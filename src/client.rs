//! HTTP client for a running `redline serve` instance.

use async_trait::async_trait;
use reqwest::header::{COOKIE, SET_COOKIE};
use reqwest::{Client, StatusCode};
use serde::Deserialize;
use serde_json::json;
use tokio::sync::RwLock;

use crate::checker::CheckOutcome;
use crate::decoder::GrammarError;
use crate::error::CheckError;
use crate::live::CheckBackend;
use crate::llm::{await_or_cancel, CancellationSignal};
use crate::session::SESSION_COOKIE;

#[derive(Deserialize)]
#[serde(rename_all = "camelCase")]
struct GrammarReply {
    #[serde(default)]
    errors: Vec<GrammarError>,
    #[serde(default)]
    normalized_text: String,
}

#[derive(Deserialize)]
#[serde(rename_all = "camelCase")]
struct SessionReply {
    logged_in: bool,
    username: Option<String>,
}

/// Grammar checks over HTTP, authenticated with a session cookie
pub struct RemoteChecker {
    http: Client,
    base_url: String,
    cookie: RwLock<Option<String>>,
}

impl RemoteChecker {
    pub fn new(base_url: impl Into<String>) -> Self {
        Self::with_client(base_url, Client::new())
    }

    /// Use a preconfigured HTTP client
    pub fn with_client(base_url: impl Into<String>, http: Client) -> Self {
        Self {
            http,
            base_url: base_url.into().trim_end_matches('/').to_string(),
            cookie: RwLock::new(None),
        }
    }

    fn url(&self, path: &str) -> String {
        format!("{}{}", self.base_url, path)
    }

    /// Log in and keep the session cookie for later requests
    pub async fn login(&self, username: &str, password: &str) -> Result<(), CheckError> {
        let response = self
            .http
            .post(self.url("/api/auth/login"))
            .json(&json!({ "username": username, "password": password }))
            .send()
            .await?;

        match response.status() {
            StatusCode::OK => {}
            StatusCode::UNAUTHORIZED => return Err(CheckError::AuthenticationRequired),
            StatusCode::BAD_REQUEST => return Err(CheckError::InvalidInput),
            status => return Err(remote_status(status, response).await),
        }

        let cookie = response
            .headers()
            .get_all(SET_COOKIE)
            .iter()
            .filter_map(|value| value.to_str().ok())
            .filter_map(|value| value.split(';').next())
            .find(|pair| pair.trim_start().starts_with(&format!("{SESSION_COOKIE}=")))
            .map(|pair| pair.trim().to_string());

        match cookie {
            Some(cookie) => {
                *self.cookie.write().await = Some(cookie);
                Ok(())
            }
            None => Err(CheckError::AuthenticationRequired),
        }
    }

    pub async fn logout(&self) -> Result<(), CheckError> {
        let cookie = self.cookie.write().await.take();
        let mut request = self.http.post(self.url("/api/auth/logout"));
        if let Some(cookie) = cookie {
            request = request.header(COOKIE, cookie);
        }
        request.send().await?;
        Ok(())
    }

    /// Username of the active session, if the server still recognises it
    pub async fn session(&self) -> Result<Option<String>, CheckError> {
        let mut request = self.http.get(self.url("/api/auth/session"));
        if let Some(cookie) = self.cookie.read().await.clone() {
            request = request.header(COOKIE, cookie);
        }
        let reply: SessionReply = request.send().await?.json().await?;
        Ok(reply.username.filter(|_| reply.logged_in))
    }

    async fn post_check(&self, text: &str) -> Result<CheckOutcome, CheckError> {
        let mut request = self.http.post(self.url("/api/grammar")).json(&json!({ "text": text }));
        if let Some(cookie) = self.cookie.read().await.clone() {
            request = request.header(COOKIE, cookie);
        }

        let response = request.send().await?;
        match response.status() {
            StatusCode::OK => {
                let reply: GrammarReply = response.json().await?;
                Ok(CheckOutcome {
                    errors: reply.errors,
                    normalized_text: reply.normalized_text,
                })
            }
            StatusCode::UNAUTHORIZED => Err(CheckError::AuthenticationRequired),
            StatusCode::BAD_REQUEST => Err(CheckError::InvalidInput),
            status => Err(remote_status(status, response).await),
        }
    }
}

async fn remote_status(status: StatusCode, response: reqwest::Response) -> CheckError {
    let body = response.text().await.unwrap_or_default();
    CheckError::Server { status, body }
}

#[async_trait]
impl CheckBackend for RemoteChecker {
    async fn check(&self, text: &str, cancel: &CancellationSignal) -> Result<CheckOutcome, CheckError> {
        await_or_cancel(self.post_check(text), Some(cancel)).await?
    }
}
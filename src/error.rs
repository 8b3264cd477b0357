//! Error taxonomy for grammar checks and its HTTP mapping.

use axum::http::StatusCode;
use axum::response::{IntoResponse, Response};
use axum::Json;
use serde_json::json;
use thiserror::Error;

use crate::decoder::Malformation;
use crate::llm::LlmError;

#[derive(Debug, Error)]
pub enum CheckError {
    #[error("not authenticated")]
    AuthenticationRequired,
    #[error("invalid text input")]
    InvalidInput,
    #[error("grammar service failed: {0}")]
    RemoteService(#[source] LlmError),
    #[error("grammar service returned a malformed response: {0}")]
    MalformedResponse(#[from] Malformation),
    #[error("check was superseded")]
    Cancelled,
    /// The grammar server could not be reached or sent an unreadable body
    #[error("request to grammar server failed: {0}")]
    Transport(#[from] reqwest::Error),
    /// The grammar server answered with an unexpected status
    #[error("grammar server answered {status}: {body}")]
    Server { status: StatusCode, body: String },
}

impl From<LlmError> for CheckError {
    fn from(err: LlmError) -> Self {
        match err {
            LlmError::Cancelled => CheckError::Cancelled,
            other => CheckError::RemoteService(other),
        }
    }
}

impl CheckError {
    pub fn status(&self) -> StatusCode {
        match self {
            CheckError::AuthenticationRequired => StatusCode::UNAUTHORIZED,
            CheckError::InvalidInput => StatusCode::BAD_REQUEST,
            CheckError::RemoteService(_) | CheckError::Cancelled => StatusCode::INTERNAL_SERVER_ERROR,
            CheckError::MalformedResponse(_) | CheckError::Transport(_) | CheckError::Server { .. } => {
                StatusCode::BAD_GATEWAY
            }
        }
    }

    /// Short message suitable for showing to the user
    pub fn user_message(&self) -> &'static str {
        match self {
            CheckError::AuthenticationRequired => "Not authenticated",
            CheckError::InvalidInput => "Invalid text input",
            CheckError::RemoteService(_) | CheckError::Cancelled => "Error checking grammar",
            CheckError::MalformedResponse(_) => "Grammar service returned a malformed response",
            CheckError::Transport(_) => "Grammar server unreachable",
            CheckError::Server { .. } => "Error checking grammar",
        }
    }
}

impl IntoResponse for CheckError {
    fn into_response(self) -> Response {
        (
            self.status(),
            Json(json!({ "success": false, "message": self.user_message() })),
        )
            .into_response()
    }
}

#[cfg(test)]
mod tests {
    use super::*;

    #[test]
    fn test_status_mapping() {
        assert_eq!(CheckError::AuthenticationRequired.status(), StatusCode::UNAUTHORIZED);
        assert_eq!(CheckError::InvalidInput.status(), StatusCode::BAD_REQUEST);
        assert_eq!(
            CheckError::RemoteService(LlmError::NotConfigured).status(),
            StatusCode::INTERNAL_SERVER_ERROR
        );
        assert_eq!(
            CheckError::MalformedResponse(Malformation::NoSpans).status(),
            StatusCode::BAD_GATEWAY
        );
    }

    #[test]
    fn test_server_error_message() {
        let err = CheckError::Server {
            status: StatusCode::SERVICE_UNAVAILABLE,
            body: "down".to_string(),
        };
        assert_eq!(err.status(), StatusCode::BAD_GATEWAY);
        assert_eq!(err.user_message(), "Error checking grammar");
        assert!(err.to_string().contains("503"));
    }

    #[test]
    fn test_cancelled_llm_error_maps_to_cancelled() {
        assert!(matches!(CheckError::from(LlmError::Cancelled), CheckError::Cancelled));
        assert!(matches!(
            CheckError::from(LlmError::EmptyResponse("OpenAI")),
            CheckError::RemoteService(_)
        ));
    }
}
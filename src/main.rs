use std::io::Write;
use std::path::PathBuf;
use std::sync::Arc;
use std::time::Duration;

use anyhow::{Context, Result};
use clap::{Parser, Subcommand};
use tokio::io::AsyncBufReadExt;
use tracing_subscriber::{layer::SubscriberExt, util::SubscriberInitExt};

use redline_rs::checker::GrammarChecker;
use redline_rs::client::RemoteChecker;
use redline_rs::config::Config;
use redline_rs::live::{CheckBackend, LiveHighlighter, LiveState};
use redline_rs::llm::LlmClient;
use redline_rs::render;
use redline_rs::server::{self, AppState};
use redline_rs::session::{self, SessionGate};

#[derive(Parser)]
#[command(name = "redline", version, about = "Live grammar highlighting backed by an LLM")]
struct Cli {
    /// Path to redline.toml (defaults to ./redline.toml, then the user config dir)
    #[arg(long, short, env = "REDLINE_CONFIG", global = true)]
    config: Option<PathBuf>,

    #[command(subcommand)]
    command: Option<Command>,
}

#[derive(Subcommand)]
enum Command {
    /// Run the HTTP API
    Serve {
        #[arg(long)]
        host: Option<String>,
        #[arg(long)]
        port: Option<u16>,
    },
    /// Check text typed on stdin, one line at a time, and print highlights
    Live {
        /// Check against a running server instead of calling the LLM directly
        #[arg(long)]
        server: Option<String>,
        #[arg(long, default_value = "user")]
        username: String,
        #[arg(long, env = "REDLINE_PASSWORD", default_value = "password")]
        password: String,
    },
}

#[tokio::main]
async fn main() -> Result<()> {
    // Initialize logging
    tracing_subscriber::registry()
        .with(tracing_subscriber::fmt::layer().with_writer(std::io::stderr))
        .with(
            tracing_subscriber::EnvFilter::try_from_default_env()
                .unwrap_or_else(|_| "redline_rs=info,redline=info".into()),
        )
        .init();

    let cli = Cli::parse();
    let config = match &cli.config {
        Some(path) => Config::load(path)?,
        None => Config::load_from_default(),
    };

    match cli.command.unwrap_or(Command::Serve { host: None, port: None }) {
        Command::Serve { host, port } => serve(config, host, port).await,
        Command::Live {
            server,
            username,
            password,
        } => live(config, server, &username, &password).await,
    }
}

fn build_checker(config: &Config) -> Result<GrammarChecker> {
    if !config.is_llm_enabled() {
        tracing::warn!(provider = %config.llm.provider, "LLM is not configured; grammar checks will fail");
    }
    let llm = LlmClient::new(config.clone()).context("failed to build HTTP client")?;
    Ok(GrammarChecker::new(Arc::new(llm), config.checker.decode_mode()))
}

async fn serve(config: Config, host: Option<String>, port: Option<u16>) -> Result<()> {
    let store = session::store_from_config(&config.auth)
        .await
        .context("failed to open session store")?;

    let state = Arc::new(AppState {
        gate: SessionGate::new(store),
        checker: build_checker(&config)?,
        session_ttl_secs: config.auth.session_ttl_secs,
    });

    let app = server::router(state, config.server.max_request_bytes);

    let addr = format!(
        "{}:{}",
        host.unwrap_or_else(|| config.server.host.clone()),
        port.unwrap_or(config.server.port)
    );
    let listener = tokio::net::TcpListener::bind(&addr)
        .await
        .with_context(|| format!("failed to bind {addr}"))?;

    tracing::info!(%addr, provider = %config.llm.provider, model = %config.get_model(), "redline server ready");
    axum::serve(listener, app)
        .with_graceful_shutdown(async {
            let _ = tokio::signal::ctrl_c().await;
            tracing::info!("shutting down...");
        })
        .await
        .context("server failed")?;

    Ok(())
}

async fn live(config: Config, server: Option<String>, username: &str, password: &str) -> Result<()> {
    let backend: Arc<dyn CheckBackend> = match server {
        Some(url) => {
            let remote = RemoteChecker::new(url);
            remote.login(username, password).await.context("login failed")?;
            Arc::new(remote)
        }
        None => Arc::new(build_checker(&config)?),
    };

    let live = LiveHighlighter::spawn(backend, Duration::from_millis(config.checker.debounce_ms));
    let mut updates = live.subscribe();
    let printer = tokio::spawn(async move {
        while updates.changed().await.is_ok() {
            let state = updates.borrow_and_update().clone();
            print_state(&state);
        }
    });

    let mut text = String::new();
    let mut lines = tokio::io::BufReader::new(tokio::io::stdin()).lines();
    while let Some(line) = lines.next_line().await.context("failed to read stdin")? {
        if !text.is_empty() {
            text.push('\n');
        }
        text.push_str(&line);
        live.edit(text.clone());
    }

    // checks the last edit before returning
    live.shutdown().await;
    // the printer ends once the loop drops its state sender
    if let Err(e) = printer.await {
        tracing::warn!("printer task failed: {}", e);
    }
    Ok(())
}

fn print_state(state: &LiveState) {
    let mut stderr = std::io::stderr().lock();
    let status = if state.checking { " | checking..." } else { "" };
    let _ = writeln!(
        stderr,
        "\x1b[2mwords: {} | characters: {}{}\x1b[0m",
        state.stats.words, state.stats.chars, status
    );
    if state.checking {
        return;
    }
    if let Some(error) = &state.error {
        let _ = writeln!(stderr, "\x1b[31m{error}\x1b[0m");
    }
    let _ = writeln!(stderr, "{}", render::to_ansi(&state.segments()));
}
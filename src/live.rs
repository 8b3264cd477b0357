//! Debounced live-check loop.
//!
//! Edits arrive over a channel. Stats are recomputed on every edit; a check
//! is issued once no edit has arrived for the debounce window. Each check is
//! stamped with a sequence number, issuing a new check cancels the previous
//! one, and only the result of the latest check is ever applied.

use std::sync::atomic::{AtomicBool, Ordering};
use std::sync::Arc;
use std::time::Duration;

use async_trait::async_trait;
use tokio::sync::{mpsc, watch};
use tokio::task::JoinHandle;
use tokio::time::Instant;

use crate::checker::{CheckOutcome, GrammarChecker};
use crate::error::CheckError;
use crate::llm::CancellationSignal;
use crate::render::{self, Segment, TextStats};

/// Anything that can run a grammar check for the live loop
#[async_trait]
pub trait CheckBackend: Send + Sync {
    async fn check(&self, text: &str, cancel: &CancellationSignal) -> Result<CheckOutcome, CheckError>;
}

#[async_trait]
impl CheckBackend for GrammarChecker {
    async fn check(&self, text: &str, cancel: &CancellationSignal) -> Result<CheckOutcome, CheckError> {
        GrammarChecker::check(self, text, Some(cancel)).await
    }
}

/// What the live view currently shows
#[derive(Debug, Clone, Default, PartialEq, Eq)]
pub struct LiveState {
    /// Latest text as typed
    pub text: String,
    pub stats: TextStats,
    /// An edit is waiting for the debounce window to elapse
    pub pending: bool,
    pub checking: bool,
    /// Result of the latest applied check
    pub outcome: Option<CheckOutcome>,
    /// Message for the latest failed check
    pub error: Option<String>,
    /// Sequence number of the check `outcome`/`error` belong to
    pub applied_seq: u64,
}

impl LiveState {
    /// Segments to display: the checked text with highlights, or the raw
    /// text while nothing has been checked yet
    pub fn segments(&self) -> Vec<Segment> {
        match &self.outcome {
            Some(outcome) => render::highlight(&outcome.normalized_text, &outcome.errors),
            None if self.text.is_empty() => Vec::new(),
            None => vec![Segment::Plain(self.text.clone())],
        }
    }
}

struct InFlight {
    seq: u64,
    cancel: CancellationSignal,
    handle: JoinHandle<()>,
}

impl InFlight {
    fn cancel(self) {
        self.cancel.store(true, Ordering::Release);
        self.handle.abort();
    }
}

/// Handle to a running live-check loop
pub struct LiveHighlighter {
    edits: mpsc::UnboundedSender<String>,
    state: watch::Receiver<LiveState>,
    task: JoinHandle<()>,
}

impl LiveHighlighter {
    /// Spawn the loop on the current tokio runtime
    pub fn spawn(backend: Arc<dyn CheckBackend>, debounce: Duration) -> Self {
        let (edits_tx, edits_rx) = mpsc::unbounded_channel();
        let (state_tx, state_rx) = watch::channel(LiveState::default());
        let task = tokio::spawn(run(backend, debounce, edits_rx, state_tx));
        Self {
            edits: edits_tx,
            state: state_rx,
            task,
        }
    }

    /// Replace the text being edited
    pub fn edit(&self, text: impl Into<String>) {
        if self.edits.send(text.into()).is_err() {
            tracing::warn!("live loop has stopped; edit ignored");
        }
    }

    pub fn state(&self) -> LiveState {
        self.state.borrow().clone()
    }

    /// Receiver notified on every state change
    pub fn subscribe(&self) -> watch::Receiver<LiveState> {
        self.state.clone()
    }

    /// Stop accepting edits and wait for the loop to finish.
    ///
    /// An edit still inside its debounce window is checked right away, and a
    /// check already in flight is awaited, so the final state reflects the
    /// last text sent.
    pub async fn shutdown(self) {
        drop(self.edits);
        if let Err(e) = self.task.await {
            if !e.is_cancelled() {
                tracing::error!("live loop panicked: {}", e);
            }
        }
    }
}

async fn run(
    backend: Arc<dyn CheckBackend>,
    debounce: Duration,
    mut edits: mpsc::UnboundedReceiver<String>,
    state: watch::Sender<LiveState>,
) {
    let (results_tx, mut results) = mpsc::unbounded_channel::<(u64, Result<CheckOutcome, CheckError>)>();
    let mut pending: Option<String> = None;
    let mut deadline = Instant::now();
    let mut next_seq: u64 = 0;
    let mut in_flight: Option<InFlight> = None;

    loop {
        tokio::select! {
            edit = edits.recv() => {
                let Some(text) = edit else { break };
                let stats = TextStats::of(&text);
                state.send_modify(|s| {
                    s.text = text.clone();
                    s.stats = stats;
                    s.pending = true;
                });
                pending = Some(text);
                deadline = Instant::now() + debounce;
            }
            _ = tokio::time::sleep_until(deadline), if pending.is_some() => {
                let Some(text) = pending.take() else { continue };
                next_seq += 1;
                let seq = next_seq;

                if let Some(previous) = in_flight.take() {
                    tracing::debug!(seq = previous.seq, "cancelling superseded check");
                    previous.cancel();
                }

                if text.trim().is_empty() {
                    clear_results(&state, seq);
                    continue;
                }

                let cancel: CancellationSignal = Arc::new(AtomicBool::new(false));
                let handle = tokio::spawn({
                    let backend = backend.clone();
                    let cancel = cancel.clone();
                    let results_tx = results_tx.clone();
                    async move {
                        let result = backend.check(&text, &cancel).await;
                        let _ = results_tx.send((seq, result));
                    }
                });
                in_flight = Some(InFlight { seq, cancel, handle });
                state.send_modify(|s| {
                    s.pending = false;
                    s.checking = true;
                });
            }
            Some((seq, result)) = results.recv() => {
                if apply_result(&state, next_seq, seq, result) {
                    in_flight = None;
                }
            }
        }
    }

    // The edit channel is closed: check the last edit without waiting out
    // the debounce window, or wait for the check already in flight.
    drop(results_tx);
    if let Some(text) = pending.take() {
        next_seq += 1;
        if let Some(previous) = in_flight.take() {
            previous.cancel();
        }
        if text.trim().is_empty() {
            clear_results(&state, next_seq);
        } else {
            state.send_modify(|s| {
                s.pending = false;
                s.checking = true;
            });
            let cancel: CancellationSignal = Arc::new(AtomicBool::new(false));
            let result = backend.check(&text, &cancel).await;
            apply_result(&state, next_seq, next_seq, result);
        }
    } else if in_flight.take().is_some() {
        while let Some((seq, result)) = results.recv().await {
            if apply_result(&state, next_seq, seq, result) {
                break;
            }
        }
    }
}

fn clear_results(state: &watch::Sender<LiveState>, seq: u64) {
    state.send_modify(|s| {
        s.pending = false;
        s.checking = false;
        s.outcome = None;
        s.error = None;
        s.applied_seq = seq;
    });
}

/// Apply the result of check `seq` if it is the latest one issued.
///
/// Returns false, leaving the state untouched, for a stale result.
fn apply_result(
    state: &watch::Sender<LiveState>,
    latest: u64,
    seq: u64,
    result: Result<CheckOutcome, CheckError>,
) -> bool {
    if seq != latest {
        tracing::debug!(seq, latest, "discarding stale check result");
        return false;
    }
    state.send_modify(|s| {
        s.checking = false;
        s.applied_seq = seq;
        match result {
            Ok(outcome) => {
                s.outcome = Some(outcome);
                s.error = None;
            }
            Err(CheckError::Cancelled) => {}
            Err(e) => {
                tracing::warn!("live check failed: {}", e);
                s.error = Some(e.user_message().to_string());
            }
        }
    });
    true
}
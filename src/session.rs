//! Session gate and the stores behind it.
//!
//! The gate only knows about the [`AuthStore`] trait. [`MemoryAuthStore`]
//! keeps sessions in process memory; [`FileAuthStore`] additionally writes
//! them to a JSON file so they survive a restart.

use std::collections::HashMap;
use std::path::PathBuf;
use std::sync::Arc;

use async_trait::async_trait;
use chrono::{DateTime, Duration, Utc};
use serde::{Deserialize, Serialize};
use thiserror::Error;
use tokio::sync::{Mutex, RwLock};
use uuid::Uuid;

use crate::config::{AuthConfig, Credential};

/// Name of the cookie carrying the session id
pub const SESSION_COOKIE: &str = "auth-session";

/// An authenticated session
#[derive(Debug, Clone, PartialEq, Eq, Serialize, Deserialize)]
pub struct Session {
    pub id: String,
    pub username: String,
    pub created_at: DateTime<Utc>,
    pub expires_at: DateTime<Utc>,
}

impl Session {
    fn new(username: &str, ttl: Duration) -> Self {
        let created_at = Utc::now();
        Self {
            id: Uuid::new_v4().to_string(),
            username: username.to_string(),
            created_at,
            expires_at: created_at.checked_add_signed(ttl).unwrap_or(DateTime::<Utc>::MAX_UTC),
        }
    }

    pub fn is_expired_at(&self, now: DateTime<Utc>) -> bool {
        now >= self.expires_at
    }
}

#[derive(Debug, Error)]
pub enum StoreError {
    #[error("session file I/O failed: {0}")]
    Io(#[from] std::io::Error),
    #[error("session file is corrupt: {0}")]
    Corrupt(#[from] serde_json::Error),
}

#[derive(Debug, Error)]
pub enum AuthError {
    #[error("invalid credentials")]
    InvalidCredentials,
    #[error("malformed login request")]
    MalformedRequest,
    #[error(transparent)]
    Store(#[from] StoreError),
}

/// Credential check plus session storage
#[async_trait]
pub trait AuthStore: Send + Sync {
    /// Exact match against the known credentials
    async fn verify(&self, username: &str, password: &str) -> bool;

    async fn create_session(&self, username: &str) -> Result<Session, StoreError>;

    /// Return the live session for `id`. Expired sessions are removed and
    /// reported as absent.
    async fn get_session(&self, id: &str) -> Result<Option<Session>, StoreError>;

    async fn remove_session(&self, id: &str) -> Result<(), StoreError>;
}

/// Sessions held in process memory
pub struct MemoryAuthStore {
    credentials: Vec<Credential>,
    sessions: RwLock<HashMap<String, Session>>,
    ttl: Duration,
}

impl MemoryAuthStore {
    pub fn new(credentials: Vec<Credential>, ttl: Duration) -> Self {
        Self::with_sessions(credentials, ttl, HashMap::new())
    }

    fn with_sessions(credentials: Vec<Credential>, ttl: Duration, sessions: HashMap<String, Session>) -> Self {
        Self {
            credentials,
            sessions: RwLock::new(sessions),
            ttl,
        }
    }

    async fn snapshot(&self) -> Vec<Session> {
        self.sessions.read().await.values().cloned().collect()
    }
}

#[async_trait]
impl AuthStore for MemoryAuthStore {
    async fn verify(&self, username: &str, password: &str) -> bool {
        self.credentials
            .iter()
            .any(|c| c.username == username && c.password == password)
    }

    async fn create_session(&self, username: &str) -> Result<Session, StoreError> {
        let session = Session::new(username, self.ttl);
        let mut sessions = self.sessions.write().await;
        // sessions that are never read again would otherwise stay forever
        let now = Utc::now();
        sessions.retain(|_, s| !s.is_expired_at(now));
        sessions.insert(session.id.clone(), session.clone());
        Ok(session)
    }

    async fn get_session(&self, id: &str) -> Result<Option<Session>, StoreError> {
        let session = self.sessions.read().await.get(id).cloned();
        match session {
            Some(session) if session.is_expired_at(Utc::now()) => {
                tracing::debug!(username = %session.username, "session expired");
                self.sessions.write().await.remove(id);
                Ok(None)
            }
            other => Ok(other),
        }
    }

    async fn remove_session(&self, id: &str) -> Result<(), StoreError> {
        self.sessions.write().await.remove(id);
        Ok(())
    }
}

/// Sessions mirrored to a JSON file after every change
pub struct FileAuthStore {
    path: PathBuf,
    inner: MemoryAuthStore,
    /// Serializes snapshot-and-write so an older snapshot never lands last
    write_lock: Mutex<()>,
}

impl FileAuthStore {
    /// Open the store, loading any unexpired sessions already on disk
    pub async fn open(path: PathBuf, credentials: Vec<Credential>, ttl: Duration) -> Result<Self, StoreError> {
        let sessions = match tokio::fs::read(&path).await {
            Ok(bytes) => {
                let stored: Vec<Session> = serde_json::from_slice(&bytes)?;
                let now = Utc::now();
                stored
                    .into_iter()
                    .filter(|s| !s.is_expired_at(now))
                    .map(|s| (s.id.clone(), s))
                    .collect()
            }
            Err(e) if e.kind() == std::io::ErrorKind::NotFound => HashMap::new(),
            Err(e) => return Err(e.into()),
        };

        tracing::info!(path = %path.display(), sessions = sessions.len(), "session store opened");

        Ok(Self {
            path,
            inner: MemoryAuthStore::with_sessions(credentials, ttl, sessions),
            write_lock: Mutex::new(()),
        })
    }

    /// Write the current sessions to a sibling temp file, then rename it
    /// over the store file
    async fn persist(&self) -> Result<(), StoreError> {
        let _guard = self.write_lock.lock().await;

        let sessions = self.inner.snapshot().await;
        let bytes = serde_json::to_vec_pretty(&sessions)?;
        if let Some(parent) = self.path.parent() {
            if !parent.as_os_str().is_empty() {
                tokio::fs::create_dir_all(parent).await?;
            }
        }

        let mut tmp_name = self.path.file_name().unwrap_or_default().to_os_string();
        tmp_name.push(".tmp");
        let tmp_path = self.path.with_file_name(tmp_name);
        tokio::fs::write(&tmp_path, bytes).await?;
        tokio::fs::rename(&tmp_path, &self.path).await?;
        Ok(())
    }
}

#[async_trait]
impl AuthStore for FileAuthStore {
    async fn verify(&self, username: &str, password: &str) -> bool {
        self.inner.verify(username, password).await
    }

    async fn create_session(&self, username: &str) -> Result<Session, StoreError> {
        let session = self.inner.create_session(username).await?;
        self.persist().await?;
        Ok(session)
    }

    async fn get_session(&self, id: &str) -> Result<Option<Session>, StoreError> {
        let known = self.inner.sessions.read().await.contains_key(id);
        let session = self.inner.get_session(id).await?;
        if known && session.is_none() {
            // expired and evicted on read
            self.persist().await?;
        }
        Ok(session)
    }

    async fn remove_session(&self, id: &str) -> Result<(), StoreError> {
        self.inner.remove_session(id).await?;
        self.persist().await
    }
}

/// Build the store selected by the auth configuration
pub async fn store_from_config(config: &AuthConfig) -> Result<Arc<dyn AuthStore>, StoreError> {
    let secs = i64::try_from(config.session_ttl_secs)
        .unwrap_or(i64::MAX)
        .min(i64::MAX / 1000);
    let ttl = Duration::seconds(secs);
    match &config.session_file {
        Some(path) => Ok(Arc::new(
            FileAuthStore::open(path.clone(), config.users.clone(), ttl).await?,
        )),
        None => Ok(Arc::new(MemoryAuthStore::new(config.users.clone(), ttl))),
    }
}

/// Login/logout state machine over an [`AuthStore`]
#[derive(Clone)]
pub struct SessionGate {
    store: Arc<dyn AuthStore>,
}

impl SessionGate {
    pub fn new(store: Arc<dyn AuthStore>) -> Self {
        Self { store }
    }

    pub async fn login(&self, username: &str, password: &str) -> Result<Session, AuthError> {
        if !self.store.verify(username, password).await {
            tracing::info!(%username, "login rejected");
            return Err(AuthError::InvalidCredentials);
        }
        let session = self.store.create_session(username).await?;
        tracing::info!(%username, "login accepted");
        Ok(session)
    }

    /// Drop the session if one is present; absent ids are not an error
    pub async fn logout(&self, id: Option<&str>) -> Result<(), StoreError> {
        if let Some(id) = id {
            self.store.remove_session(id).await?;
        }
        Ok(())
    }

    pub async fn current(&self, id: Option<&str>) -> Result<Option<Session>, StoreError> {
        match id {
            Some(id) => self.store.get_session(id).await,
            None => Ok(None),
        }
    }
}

YOUR GOAL ▸ Check each line of the material for "layer". Copy the ones that have it.

SOLUTION FOR THIS EXERCISE ▸
use tracing_subscriber::{layer::SubscriberExt, util::SubscriberInitExt};
        .with(tracing_subscriber::fmt::layer().with_writer(std::io::stderr))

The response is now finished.